//! Upload decoding and normalisation for image → PDF jobs.
//!
//! The file extension only gates the upload; the actual encoding is sniffed
//! from the bytes. Decoding produces a [`DecodeOutcome`] value rather than an
//! error so the caller decides how a bad file fails the batch.
//!
//! Normalisation guarantees the composer only ever sees PNG or JPEG: those
//! pass through byte-for-byte, anything else (a GIF renamed to `.png`, a BMP
//! saved as `.jpg`) is re-encoded to PNG without touching its pixels.

use crate::error::ConvertError;
use crate::pipeline::encode::encode_png;
use bytes::Bytes;
use image::{DynamicImage, ImageFormat};

/// Encodings the composer accepts.
#[derive(Debug, Clone, Copy, PartialEq, Eq)]
pub enum PageFormat {
    Png,
    Jpeg,
}

impl From<PageFormat> for ImageFormat {
    fn from(f: PageFormat) -> Self {
        match f {
            PageFormat::Png => ImageFormat::Png,
            PageFormat::Jpeg => ImageFormat::Jpeg,
        }
    }
}

/// A normalised page image, ready for composition.
#[derive(Debug, Clone)]
pub struct PageImage {
    pub format: PageFormat,
    pub bytes: Bytes,
    pub width: u32,
    pub height: u32,
}

/// A successfully decoded upload.
#[derive(Debug)]
pub struct DecodedImage {
    /// Encoding detected from the bytes, not from the filename.
    pub format: ImageFormat,
    pub image: DynamicImage,
    pub original: Bytes,
}

/// Result of trying to read an upload as a raster image.
#[derive(Debug)]
pub enum DecodeOutcome {
    Decoded(DecodedImage),
    Failed(String),
}

/// Sniff and decode `bytes` as an image.
pub fn decode_image(bytes: &Bytes) -> DecodeOutcome {
    let format = match image::guess_format(bytes) {
        Ok(f) => f,
        Err(e) => return DecodeOutcome::Failed(e.to_string()),
    };

    match image::load_from_memory_with_format(bytes, format) {
        Ok(image) => DecodeOutcome::Decoded(DecodedImage {
            format,
            image,
            original: bytes.clone(),
        }),
        Err(e) => DecodeOutcome::Failed(e.to_string()),
    }
}

/// Pass PNG and JPEG through untouched; re-encode anything else as PNG.
pub fn normalize(decoded: DecodedImage) -> Result<PageImage, ConvertError> {
    let (width, height) = (decoded.image.width(), decoded.image.height());

    let (format, bytes) = match decoded.format {
        ImageFormat::Png => (PageFormat::Png, decoded.original),
        ImageFormat::Jpeg => (PageFormat::Jpeg, decoded.original),
        other => {
            tracing::debug!("Re-encoding {:?} upload as PNG", other);
            let png = encode_png(&decoded.image).map_err(|e| ConvertError::PdfComposeFailed {
                detail: format!("could not re-encode {:?} image as PNG: {e}", other),
            })?;
            (PageFormat::Png, Bytes::from(png))
        }
    };

    Ok(PageImage {
        format,
        bytes,
        width,
        height,
    })
}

● ● ● ●

Task objective: Print exactly the lines from the one with "successfully decoded upload." through the end of the data, inclusive.

Answer to this exercise:
/// A successfully decoded upload.
#[derive(Debug)]
pub struct DecodedImage {
    /// Encoding detected from the bytes, not from the filename.
    pub format: ImageFormat,
    pub image: DynamicImage,
    pub original: Bytes,
}

/// Result of trying to read an upload as a raster image.
#[derive(Debug)]
pub enum DecodeOutcome {
    Decoded(DecodedImage),
    Failed(String),
}

/// Sniff and decode `bytes` as an image.
pub fn decode_image(bytes: &Bytes) -> DecodeOutcome {
    let format = match image::guess_format(bytes) {
        Ok(f) => f,
        Err(e) => return DecodeOutcome::Failed(e.to_string()),
    };

    match image::load_from_memory_with_format(bytes, format) {
        Ok(image) => DecodeOutcome::Decoded(DecodedImage {
            format,
            image,
            original: bytes.clone(),
        }),
        Err(e) => DecodeOutcome::Failed(e.to_string()),
    }
}

/// Pass PNG and JPEG through untouched; re-encode anything else as PNG.
pub fn normalize(decoded: DecodedImage) -> Result<PageImage, ConvertError> {
    let (width, height) = (decoded.image.width(), decoded.image.height());

    let (format, bytes) = match decoded.format {
        ImageFormat::Png => (PageFormat::Png, decoded.original),
        ImageFormat::Jpeg => (PageFormat::Jpeg, decoded.original),
        other => {
            tracing::debug!("Re-encoding {:?} upload as PNG", other);
            let png = encode_png(&decoded.image).map_err(|e| ConvertError::PdfComposeFailed {
                detail: format!("could not re-encode {:?} image as PNG: {e}", other),
            })?;
            (PageFormat::Png, Bytes::from(png))
        }
    };

    Ok(PageImage {
        format,
        bytes,
        width,
        height,
    })
}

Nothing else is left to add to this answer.